### Your objective
Your answer should be the exact lines of the data below from the one containing "assert_eq!(window.listener_count(), 2);" through the one containing "filename crates/core/src/channel/mod.rs"; please include nothing else.

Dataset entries
+--

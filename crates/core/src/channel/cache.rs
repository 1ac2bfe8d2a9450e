//! Process-wide channel registry.
//!
//! The runtime equivalent of a well-known per-window singleton: channels are
//! keyed by `(window id, secret key)` and shared by reference count, so any
//! number of endpoints in the same process reuse one window listener per key
//! and several copies of the library cannot shadow each other's channels.

use std::collections::HashMap;
use std::sync::LazyLock;

use parking_lot::Mutex;

use super::Channel;
use crate::conn::Window;

type CacheKey = (u64, Option<String>);

static CHANNELS: LazyLock<Mutex<HashMap<CacheKey, Channel>>> =
    LazyLock::new(|| Mutex::new(HashMap::new()));

/// Get or create the shared channel for `(window, secret_key)` and take a
/// reference on it.
pub(crate) fn acquire(window: &Window, secret_key: Option<String>) -> Channel {
    let key = (window.id(), secret_key.clone());
    let mut channels = CHANNELS.lock();
    let channel = channels
        .entry(key)
        .or_insert_with(|| Channel::new(window.clone(), secret_key))
        .clone();
    channel.add_ref();
    channel
}

/// Drop a reference; the last one detaches the window listener and evicts
/// the cache entry.
pub(crate) fn release(channel: &Channel) {
    let mut channels = CHANNELS.lock();
    if channel.release() == 0 {
        channel.detach();
        let key = (
            channel.window().id(),
            channel.secret_key().map(ToOwned::to_owned),
        );
        channels.remove(&key);
    }
}

/// Whether the cache still holds an entry for `(window, secret_key)`.
#[cfg(test)]
pub(crate) fn contains(window: &Window, secret_key: Option<&str>) -> bool {
    CHANNELS
        .lock()
        .contains_key(&(window.id(), secret_key.map(ToOwned::to_owned)))
}

#[cfg(test)]
mod tests {
    use super::*;

    #[tokio::test]
    async fn same_key_shares_one_channel_and_listener() {
        let window = Window::new("https://app.test");
        let first = acquire(&window, Some("k".into()));
        let second = acquire(&window, Some("k".into()));
        assert_eq!(first.window().id(), second.window().id());
        assert_eq!(first.ref_count(), 2);
        assert_eq!(window.listener_count(), 1);

        // A different key gets its own subscription.
        let other = acquire(&window, Some("k2".into()));
        assert_eq!(window.listener_count(), 2);

        release(&first);
        release(&second);
        release(&other);
    }

    #[tokio::test]
    async fn last_release_evicts_and_detaches() {
        let window = Window::new("https://app.test");
        let first = acquire(&window, Some("gone".into()));
        let second = acquire(&window, Some("gone".into()));
        assert!(contains(&window, Some("gone")));

        release(&first);
        assert!(contains(&window, Some("gone")));
        release(&second);
        assert!(!contains(&window, Some("gone")));
        assert_eq!(window.listener_count(), 0);
    }
}
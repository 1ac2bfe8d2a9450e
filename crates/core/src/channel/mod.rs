//! The shared per-window channel.
//!
//! A [`Channel`] owns the one listener an endpoint family installs on a
//! window. It filters raw deliveries down to fabric frames for its
//! `secret_key`, lifts each surviving delivery into a fresh
//! [`MessageContext`], and fans it to every registered receiver. Endpoints
//! created with the same `(window, secret_key)` pair share a single channel
//! through the ref-counted [`cache`], which is what keeps co-resident
//! endpoints from waking up once per endpoint for every broadcast delivery.

mod cache;

pub(crate) use cache::{acquire, release};

use std::fmt::{self, Debug, Formatter};
use std::sync::{Arc, Weak};
use std::sync::atomic::{AtomicU64, AtomicUsize, Ordering};

use parking_lot::Mutex;
use serde_json::Value;

use crate::conn::{ListenerId, MessageEvent, Window};
use crate::context::MessageContext;
use crate::proto::Frame;

/// Token for removing a receiver.
#[derive(Debug, Clone, Copy, PartialEq, Eq, Hash)]
pub struct ReceiverId(u64);

/// Receivers observe each accepted delivery; one receiver per endpoint.
pub type Receiver = Arc<dyn Fn(&Frame, &MessageContext) -> crate::Result<()> + Send + Sync>;

pub(crate) struct ChannelInner {
    window: Window,
    secret_key: Option<String>,
    receivers: Mutex<Vec<(u64, Receiver)>>,
    next_receiver: AtomicU64,
    listener: Mutex<Option<ListenerId>>,
    refs: AtomicUsize,
}

/// A shared subscription to one window, scoped to one `secret_key`.
#[derive(Clone)]
pub struct Channel {
    inner: Arc<ChannelInner>,
}

impl Channel {
    /// Create a channel and install its window listener.
    ///
    /// Prefer going through a `Hub`, which acquires channels from the
    /// shared cache; direct construction is for tests.
    #[must_use]
    pub fn new(window: Window, secret_key: Option<String>) -> Self {
        let inner = Arc::new(ChannelInner {
            window: window.clone(),
            secret_key,
            receivers: Mutex::new(Vec::new()),
            next_receiver: AtomicU64::new(1),
            listener: Mutex::new(None),
            refs: AtomicUsize::new(0),
        });
        let weak: Weak<ChannelInner> = Arc::downgrade(&inner);
        let listener = window.add_listener(move |event| {
            if let Some(inner) = weak.upgrade() {
                Self::on_message(&inner, event);
            }
        });
        *inner.listener.lock() = Some(listener);
        Self { inner }
    }

    /// The window this channel listens on.
    #[must_use]
    pub fn window(&self) -> &Window {
        &self.inner.window
    }

    /// The channel's isolation key.
    #[must_use]
    pub fn secret_key(&self) -> Option<&str> {
        self.inner.secret_key.as_deref()
    }

    /// Namespace a route path with the channel key: `"{key}:{path}"`.
    #[must_use]
    pub fn prefix_path(&self, path: &str) -> String {
        match &self.inner.secret_key {
            Some(key) => format!("{key}:{path}"),
            None => path.to_owned(),
        }
    }

    /// Register a receiver; receivers run in registration order.
    pub fn add_receiver(&self, receiver: Receiver) -> ReceiverId {
        let id = self.inner.next_receiver.fetch_add(1, Ordering::Relaxed);
        self.inner.receivers.lock().push((id, receiver));
        ReceiverId(id)
    }

    /// Remove a previously registered receiver.
    pub fn remove_receiver(&self, id: ReceiverId) {
        self.inner
            .receivers
            .lock()
            .retain(|(receiver_id, _)| *receiver_id != id.0);
    }

    /// Number of registered receivers, for diagnostics.
    #[must_use]
    pub fn receiver_count(&self) -> usize {
        self.inner.receivers.lock().len()
    }

    /// Take a lifetime reference. Returns the new count.
    pub fn add_ref(&self) -> usize {
        self.inner.refs.fetch_add(1, Ordering::SeqCst) + 1
    }

    /// Drop a lifetime reference. Returns the new count; `0` tells the
    /// cache to destroy and evict this channel.
    pub fn release(&self) -> usize {
        let before = self.inner.refs.load(Ordering::SeqCst);
        if before == 0 {
            return 0;
        }
        self.inner.refs.fetch_sub(1, Ordering::SeqCst) - 1
    }

    /// Current lifetime reference count.
    #[must_use]
    pub fn ref_count(&self) -> usize {
        self.inner.refs.load(Ordering::SeqCst)
    }

    /// Detach the window listener. Called by the cache on eviction.
    pub(crate) fn detach(&self) {
        if let Some(listener) = self.inner.listener.lock().take() {
            self.inner.window.remove_listener(listener);
        }
    }

    /// Low-level emit of an already-encoded frame.
    ///
    /// Returns `false` without error when the target window is gone or the
    /// frame cannot be encoded; a vanished peer must never crash a sender.
    pub fn send(&self, target: &Window, frame: &Frame, target_origin: &str) -> bool {
        if !Window::is_available(target) {
            return false;
        }
        let Ok(value) = frame.encode() else {
            tracing::error!(kind = %frame.kind, "frame failed to encode, dropping send");
            return false;
        };
        self.inner.window.post_message(target, value, target_origin)
    }

    /// Emit a frame with this channel's `secret_key` stamped on.
    pub fn send_message(&self, target: &Window, target_origin: &str, mut frame: Frame) -> bool {
        frame.secret_key = self.inner.secret_key.clone();
        self.send(target, &frame, target_origin)
    }

    fn on_message(inner: &Arc<ChannelInner>, event: &MessageEvent) {
        let Some(frame) = Self::screen(inner, &event.data) else {
            return;
        };
        let context = MessageContext::new(event.origin.clone(), event.source.clone());
        let receivers: Vec<Receiver> = inner
            .receivers
            .lock()
            .iter()
            .map(|(_, receiver)| Arc::clone(receiver))
            .collect();
        for receiver in receivers {
            if let Err(error) = receiver(&frame, &context) {
                tracing::error!(%error, kind = %frame.kind, request_id = %frame.request_id,
                    "channel receiver failed; continuing with remaining receivers");
            }
        }
    }

    /// Structural and key screening: non-frames and frames for another key
    /// never reach a receiver.
    fn screen(inner: &ChannelInner, data: &Value) -> Option<Frame> {
        let frame = Frame::decode(data)?;
        if frame.secret_key.as_deref() != inner.secret_key.as_deref() {
            tracing::trace!(kind = %frame.kind, "dropping frame with mismatched secret key");
            return None;
        }
        Some(frame)
    }
}

impl Debug for Channel {
    fn fmt(&self, f: &mut Formatter<'_>) -> fmt::Result {
        f.debug_struct("Channel")
            .field("window", &self.inner.window.id())
            .field("secret_key", &self.inner.secret_key)
            .field("receivers", &self.receiver_count())
            .field("refs", &self.ref_count())
            .finish()
    }
}

#[cfg(test)]
mod tests {
    use super::*;
    use crate::proto::kind;
    use serde_json::json;
    use tokio::time::{Duration, sleep};

    fn collect_kinds(channel: &Channel) -> Arc<Mutex<Vec<String>>> {
        let seen = Arc::new(Mutex::new(Vec::new()));
        let sink = Arc::clone(&seen);
        channel.add_receiver(Arc::new(move |frame, _ctx| {
            sink.lock().push(frame.kind.clone());
            Ok(())
        }));
        seen
    }

    #[tokio::test]
    async fn key_mismatch_never_reaches_receivers() {
        let local = Window::new("https://app.test");
        let peer = Window::new("https://peer.test");
        let keyed = Channel::new(local.clone(), Some("k".into()));
        let seen = collect_kinds(&keyed);

        // Same key: delivered.
        let mut frame = Frame::new(kind::PING, "r1");
        frame.secret_key = Some("k".into());
        peer.post_message(&local, frame.encode().expect("encode"), "*");
        // Wrong key: dropped.
        let mut frame = Frame::new(kind::PING, "r2");
        frame.secret_key = Some("other".into());
        peer.post_message(&local, frame.encode().expect("encode"), "*");
        // No key while the channel has one: dropped.
        let frame = Frame::new(kind::PING, "r3");
        peer.post_message(&local, frame.encode().expect("encode"), "*");

        sleep(Duration::from_millis(20)).await;
        assert_eq!(seen.lock().len(), 1);
    }

    #[tokio::test]
    async fn keyless_channel_drops_keyed_frames() {
        let local = Window::new("https://app.test");
        let peer = Window::new("https://peer.test");
        let channel = Channel::new(local.clone(), None);
        let seen = collect_kinds(&channel);

        let mut keyed = Frame::new(kind::PING, "r1");
        keyed.secret_key = Some("k".into());
        peer.post_message(&local, keyed.encode().expect("encode"), "*");
        let bare = Frame::new(kind::PING, "r2");
        peer.post_message(&local, bare.encode().expect("encode"), "*");

        sleep(Duration::from_millis(20)).await;
        assert_eq!(*seen.lock(), vec!["ping".to_owned()]);
    }

    #[tokio::test]
    async fn foreign_messages_are_ignored() {
        let local = Window::new("https://app.test");
        let peer = Window::new("https://peer.test");
        let channel = Channel::new(local.clone(), None);
        let seen = collect_kinds(&channel);

        peer.post_message(&local, json!("unrelated"), "*");
        peer.post_message(&local, json!({"some": "object"}), "*");
        sleep(Duration::from_millis(20)).await;
        assert!(seen.lock().is_empty());
    }

    #[tokio::test]
    async fn receiver_error_does_not_starve_the_rest() {
        let local = Window::new("https://app.test");
        let peer = Window::new("https://peer.test");
        let channel = Channel::new(local.clone(), None);

        channel.add_receiver(Arc::new(|_, _| {
            Err(crate::Error::Other("boom".into()))
        }));
        let seen = collect_kinds(&channel);

        peer.post_message(
            &local,
            Frame::new(kind::PING, "r1").encode().expect("encode"),
            "*",
        );
        sleep(Duration::from_millis(20)).await;
        assert_eq!(seen.lock().len(), 1);
    }

    #[tokio::test]
    async fn prefix_path_uses_key() {
        let window = Window::new("https://app.test");
        let keyed = Channel::new(window.clone(), Some("k1".into()));
        assert_eq!(keyed.prefix_path("/users"), "k1:/users");
        let bare = Channel::new(window, None);
        assert_eq!(bare.prefix_path("/users"), "/users");
    }

    #[tokio::test]
    async fn send_to_closed_window_reports_false() {
        let window = Window::new("https://app.test");
        let gone = Window::new("https://peer.test");
        gone.close();
        let channel = Channel::new(window, None);
        assert!(!channel.send(&gone, &Frame::new(kind::PING, "r1"), "*"));
    }
}
//! The host-window runtime the fabric is layered on.
//!
//! A [`Window`] stands in for a browser window: it has an origin, it can be
//! closed, and anyone holding a handle can post a message to it. Delivery is
//! deliberately adversarial in the same ways `postMessage` is: every listener
//! on the window sees every delivery, sends are best-effort with no
//! acknowledgment, and a window can disappear mid-exchange.

mod window;

pub use window::{ListenerId, MessageEvent, Window};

+--

### Exercise answer
        assert_eq!(window.listener_count(), 2);

        release(&first);
        release(&second);
        release(&other);
    }

    #[tokio::test]
    async fn last_release_evicts_and_detaches() {
        let window = Window::new("https://app.test");
        let first = acquire(&window, Some("gone".into()));
        let second = acquire(&window, Some("gone".into()));
        assert!(contains(&window, Some("gone")));

        release(&first);
        assert!(contains(&window, Some("gone")));
        release(&second);
        assert!(!contains(&window, Some("gone")));
        assert_eq!(window.listener_count(), 0);
    }
}
repository 1ac2bfe8d2a9450e
filename crates/core/src/channel/mod.rs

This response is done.